What you should do:
Among the records below, find each line containing the word "chars" and copy it.

Extracted material:
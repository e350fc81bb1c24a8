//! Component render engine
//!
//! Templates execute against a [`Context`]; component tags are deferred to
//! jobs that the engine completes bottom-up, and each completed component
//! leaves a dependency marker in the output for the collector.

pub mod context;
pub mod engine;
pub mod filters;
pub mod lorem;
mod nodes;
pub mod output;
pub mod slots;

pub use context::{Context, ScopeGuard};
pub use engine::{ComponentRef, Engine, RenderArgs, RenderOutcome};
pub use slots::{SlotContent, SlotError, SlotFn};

---

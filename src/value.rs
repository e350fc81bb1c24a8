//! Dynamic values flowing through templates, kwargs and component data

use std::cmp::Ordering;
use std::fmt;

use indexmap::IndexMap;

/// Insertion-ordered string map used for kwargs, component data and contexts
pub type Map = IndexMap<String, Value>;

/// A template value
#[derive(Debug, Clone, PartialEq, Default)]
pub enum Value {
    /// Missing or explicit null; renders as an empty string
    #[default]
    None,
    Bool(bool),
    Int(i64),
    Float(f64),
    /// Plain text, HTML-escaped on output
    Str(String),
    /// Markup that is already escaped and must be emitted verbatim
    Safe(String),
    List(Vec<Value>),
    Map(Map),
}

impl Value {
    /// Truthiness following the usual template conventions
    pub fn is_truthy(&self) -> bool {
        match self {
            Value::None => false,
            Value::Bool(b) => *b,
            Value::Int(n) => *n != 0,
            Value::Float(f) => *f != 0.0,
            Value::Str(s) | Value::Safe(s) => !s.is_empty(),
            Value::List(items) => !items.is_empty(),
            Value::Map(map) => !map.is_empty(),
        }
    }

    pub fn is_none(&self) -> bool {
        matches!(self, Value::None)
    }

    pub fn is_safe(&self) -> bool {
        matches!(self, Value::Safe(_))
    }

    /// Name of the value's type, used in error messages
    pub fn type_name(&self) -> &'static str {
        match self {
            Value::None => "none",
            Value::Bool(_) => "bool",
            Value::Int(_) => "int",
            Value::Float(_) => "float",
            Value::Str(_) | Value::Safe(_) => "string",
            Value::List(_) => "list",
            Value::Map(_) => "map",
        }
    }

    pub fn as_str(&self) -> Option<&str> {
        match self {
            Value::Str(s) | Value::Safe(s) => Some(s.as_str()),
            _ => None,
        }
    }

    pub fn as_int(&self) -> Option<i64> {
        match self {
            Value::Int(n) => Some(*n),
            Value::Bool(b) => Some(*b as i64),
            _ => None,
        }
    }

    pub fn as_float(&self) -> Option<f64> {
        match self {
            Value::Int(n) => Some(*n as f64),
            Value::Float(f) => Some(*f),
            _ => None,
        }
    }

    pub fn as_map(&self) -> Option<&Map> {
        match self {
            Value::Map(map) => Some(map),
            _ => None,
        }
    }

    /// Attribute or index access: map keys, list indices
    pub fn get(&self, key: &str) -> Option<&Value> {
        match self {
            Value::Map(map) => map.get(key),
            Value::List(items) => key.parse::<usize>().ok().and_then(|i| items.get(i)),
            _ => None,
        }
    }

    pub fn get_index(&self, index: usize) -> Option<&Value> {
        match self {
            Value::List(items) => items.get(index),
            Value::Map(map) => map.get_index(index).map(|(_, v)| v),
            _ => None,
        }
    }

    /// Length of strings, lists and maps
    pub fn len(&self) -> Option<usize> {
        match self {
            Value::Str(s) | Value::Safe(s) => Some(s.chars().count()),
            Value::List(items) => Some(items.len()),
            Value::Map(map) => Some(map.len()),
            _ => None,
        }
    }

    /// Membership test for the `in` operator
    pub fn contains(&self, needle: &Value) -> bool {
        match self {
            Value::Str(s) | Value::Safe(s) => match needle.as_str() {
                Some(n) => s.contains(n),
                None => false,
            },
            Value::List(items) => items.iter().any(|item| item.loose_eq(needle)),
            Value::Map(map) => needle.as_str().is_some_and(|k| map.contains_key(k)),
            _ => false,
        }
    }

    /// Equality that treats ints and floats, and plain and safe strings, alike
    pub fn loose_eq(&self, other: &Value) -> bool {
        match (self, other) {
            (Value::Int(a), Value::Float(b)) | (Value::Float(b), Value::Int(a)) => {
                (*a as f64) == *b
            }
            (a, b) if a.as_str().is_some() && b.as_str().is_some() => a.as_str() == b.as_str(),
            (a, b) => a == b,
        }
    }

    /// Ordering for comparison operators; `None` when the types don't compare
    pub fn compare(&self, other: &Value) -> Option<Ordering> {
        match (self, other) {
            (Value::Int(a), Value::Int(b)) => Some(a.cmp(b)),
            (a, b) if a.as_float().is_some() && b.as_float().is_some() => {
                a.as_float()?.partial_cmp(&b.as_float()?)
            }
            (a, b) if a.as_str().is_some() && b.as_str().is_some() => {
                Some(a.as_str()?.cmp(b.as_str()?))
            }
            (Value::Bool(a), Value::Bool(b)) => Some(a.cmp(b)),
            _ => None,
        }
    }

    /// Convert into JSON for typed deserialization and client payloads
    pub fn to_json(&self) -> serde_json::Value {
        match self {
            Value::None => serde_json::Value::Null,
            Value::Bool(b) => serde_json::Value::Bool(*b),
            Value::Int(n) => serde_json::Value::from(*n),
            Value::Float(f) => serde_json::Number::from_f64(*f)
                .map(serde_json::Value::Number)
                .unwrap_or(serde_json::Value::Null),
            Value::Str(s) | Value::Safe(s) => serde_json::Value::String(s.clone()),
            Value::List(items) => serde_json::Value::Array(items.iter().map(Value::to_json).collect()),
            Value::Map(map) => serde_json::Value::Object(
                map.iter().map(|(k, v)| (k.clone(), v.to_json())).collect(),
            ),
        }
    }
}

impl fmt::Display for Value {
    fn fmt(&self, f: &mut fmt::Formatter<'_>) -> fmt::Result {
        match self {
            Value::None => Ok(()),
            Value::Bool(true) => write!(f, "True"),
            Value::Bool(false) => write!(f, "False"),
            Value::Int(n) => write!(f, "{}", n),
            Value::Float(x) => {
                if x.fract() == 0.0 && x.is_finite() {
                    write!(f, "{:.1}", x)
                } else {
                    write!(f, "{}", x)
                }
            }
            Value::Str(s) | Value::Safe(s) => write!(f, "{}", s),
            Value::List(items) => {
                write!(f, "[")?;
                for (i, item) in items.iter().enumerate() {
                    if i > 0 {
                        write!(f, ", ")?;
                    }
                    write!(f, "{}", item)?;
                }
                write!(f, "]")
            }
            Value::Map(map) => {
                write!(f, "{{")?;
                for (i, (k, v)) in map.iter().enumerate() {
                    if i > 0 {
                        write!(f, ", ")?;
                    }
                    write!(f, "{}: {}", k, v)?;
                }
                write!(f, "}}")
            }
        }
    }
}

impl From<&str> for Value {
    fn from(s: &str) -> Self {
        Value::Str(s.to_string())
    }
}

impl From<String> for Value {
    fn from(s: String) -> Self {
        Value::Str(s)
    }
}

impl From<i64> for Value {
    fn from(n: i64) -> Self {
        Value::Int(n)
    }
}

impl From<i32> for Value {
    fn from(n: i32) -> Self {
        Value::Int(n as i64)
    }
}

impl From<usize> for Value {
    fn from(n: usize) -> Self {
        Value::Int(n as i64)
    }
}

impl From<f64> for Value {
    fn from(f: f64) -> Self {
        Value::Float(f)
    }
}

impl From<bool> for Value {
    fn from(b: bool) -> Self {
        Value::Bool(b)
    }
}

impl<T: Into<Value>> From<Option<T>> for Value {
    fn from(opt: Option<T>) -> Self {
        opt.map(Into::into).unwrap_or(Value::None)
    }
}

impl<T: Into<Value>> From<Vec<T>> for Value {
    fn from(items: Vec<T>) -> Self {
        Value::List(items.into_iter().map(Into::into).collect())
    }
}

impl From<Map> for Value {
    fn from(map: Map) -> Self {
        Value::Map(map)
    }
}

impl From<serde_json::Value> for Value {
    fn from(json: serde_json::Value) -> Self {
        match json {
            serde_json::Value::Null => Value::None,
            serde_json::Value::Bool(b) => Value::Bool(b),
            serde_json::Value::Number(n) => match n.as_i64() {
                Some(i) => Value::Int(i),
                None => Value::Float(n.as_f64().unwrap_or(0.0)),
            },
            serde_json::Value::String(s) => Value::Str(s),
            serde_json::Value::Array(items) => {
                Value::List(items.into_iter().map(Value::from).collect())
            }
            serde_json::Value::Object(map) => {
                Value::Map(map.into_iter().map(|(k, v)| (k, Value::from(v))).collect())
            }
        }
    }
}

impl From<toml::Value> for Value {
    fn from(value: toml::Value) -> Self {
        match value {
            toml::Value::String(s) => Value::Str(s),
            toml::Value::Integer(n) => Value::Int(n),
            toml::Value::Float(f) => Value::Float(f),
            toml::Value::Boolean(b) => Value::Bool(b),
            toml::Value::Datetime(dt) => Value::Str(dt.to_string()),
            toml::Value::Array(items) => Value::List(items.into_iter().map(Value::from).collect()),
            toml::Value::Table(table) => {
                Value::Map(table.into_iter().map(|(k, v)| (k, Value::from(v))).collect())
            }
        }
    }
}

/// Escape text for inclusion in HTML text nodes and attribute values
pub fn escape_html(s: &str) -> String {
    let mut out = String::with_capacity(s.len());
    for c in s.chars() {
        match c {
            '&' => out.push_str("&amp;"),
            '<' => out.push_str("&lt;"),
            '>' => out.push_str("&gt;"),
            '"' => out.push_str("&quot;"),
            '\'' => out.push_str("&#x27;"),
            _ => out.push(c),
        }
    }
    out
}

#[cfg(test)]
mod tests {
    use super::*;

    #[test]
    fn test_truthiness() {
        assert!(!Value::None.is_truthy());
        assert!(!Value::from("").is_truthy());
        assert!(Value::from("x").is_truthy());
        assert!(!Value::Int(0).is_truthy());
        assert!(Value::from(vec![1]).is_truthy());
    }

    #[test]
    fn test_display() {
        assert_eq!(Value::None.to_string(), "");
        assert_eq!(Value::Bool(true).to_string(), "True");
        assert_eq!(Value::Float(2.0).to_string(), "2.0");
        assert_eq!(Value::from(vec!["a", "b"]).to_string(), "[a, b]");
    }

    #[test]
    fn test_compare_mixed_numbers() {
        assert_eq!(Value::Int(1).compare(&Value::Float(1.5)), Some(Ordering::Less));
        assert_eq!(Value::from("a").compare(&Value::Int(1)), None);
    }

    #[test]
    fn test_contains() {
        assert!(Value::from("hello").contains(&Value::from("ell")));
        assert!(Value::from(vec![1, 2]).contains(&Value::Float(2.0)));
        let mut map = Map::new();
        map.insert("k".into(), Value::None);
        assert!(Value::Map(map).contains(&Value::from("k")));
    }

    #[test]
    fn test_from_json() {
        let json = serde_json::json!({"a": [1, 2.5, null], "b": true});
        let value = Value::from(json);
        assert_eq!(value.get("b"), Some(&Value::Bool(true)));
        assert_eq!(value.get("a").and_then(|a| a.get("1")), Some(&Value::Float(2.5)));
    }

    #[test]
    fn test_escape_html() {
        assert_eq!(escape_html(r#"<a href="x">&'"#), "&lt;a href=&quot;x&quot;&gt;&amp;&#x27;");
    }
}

Exercise solution:
            Value::Str(s) | Value::Safe(s) => Some(s.chars().count()),
    for c in s.chars() {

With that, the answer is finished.